## Work item
Once you have read the records below, report how many lines contain the word "super", and give nothing besides that number.

--- Records Enclosed Below ---

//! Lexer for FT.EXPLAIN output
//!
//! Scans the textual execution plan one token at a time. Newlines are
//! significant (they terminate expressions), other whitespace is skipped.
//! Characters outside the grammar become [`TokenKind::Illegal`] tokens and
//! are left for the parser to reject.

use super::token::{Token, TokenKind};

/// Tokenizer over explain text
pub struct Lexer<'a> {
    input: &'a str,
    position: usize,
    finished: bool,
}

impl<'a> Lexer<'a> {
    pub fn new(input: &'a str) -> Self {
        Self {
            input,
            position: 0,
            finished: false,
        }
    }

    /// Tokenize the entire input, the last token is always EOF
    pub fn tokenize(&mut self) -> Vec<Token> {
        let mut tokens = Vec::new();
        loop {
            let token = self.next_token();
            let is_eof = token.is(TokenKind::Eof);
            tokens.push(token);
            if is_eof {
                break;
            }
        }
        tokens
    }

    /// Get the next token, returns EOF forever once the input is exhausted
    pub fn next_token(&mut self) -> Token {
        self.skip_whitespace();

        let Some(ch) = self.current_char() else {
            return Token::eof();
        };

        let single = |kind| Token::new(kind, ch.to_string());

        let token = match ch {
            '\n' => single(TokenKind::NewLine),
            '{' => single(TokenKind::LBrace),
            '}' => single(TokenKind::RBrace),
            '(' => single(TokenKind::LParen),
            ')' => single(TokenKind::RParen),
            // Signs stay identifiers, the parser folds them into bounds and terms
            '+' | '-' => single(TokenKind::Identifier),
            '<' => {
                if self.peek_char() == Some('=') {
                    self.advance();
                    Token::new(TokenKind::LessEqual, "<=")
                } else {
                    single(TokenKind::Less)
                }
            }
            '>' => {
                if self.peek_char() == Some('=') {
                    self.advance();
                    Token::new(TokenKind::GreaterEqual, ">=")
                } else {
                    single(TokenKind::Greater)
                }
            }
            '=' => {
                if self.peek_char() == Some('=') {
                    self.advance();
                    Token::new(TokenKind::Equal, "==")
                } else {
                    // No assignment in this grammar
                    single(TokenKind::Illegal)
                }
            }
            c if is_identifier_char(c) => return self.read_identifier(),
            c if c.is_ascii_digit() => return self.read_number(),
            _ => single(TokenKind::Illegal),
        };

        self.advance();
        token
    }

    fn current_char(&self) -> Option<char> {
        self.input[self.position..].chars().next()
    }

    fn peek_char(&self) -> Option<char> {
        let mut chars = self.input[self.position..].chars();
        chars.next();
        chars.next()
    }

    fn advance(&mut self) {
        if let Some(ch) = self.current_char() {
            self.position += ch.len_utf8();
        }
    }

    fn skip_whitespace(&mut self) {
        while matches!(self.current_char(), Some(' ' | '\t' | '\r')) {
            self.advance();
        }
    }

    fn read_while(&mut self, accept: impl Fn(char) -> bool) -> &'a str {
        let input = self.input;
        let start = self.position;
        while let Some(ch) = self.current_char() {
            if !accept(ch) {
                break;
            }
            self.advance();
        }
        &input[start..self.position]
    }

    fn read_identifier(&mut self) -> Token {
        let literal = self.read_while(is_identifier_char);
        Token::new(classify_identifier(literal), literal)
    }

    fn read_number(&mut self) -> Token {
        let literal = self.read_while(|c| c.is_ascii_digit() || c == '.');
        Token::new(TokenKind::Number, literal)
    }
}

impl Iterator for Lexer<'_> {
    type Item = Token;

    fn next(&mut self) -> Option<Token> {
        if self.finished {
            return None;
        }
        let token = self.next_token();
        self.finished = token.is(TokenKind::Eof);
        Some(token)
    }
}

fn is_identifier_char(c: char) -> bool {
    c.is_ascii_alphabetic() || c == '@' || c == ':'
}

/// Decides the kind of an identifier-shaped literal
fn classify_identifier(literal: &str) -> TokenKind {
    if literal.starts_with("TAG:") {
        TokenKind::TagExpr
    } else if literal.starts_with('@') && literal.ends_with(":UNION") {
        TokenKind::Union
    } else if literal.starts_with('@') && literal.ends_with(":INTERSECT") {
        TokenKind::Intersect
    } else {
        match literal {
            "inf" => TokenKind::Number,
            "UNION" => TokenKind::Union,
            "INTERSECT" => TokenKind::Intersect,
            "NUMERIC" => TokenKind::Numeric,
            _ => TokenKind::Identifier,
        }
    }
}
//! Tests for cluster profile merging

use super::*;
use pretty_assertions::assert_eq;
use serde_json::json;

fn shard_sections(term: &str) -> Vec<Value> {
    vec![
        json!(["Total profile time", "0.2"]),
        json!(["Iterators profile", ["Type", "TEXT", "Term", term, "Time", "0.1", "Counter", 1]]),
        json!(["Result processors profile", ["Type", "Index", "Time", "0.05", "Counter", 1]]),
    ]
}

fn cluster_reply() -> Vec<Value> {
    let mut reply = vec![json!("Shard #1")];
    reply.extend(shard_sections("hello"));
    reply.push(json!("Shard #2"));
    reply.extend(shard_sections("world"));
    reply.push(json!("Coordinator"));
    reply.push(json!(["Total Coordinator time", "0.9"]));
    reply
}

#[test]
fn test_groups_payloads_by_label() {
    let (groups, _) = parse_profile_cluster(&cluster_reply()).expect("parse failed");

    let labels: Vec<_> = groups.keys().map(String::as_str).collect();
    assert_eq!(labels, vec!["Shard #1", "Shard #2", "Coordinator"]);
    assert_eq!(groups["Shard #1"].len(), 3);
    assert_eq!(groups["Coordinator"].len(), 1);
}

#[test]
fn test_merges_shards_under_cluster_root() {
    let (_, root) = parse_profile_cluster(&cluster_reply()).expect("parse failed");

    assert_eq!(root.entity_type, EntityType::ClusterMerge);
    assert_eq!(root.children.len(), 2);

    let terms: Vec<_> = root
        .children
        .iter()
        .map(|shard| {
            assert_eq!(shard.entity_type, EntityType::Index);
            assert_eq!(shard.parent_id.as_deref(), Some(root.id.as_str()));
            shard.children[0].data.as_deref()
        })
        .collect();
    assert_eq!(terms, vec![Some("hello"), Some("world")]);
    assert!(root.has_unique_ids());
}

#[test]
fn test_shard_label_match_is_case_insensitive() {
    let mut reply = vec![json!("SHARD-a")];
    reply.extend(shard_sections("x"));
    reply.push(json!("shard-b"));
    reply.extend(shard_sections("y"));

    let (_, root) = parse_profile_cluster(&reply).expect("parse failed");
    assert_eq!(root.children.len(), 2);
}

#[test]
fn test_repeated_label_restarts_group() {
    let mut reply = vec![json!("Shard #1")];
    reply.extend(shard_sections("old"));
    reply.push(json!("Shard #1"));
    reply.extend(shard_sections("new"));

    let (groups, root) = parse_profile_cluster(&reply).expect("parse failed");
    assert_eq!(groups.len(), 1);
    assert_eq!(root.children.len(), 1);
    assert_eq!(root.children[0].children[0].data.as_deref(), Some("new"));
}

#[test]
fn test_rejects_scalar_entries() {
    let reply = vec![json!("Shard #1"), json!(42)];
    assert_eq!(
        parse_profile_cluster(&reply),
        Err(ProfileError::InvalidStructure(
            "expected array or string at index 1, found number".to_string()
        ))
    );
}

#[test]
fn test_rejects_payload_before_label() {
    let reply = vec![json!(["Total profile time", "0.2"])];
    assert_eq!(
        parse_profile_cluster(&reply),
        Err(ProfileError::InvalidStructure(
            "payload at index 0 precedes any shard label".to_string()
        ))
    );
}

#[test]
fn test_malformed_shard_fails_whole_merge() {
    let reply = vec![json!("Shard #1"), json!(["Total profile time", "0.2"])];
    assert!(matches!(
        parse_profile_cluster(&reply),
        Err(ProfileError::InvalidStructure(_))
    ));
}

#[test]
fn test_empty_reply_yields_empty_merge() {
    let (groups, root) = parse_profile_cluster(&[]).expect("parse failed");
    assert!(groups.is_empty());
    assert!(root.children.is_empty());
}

--- End of Enclosed Records ---
--- Records Enclosed Below ---

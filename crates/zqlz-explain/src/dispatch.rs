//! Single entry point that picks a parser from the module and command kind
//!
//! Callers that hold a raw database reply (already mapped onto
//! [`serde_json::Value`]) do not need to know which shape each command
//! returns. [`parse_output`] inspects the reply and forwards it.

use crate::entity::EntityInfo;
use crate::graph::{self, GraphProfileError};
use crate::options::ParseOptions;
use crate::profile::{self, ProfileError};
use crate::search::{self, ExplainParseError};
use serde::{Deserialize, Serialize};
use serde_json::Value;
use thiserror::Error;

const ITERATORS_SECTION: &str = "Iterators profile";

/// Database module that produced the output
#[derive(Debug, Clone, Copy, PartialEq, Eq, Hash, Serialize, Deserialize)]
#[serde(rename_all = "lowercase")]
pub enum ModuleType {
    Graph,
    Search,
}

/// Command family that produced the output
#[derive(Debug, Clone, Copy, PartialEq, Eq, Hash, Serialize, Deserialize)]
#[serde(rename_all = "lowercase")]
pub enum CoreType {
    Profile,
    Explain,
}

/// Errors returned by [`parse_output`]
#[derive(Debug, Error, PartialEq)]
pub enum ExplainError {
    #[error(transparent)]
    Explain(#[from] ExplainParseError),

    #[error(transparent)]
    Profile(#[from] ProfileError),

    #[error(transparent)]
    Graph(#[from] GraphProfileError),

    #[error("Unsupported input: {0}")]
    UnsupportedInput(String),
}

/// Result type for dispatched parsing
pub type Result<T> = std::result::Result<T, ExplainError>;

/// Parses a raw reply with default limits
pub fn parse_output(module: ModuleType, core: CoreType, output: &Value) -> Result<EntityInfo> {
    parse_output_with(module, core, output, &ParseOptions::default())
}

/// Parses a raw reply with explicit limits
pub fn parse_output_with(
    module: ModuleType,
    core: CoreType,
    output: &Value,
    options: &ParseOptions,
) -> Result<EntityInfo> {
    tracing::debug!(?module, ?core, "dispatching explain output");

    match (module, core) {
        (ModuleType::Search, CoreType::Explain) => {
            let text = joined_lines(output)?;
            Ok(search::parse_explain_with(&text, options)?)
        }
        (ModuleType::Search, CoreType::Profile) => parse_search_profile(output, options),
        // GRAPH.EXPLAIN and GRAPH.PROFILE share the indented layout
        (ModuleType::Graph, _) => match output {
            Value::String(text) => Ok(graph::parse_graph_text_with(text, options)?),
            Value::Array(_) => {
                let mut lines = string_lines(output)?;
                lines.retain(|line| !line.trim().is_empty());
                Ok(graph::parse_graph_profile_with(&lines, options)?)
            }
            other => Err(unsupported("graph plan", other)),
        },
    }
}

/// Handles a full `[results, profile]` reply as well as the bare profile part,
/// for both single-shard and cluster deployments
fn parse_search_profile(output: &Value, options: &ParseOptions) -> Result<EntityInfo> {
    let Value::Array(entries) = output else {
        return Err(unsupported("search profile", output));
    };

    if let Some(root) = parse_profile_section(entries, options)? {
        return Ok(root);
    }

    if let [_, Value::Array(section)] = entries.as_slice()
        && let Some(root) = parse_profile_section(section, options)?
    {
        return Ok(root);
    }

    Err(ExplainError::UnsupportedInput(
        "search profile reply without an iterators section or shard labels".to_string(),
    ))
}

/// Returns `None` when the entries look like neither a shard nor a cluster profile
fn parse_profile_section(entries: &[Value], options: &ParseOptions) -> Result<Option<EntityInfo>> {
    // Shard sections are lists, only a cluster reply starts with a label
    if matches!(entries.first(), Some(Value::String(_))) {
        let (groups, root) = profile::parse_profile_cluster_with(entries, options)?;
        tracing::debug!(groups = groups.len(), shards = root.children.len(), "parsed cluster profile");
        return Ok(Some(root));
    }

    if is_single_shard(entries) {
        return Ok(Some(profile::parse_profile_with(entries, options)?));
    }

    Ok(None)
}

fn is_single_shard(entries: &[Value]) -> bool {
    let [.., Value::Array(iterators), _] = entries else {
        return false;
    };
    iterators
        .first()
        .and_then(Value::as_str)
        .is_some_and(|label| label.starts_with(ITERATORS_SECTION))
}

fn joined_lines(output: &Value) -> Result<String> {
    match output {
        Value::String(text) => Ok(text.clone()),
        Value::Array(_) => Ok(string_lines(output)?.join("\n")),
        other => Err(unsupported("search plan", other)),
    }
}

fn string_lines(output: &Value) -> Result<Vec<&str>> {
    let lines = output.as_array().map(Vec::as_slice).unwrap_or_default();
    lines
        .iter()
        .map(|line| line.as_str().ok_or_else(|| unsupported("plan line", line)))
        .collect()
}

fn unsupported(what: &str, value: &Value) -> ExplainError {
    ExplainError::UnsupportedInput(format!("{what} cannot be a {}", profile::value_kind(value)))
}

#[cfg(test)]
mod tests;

--- End of Enclosed Records ---

## Solution to the exercise
2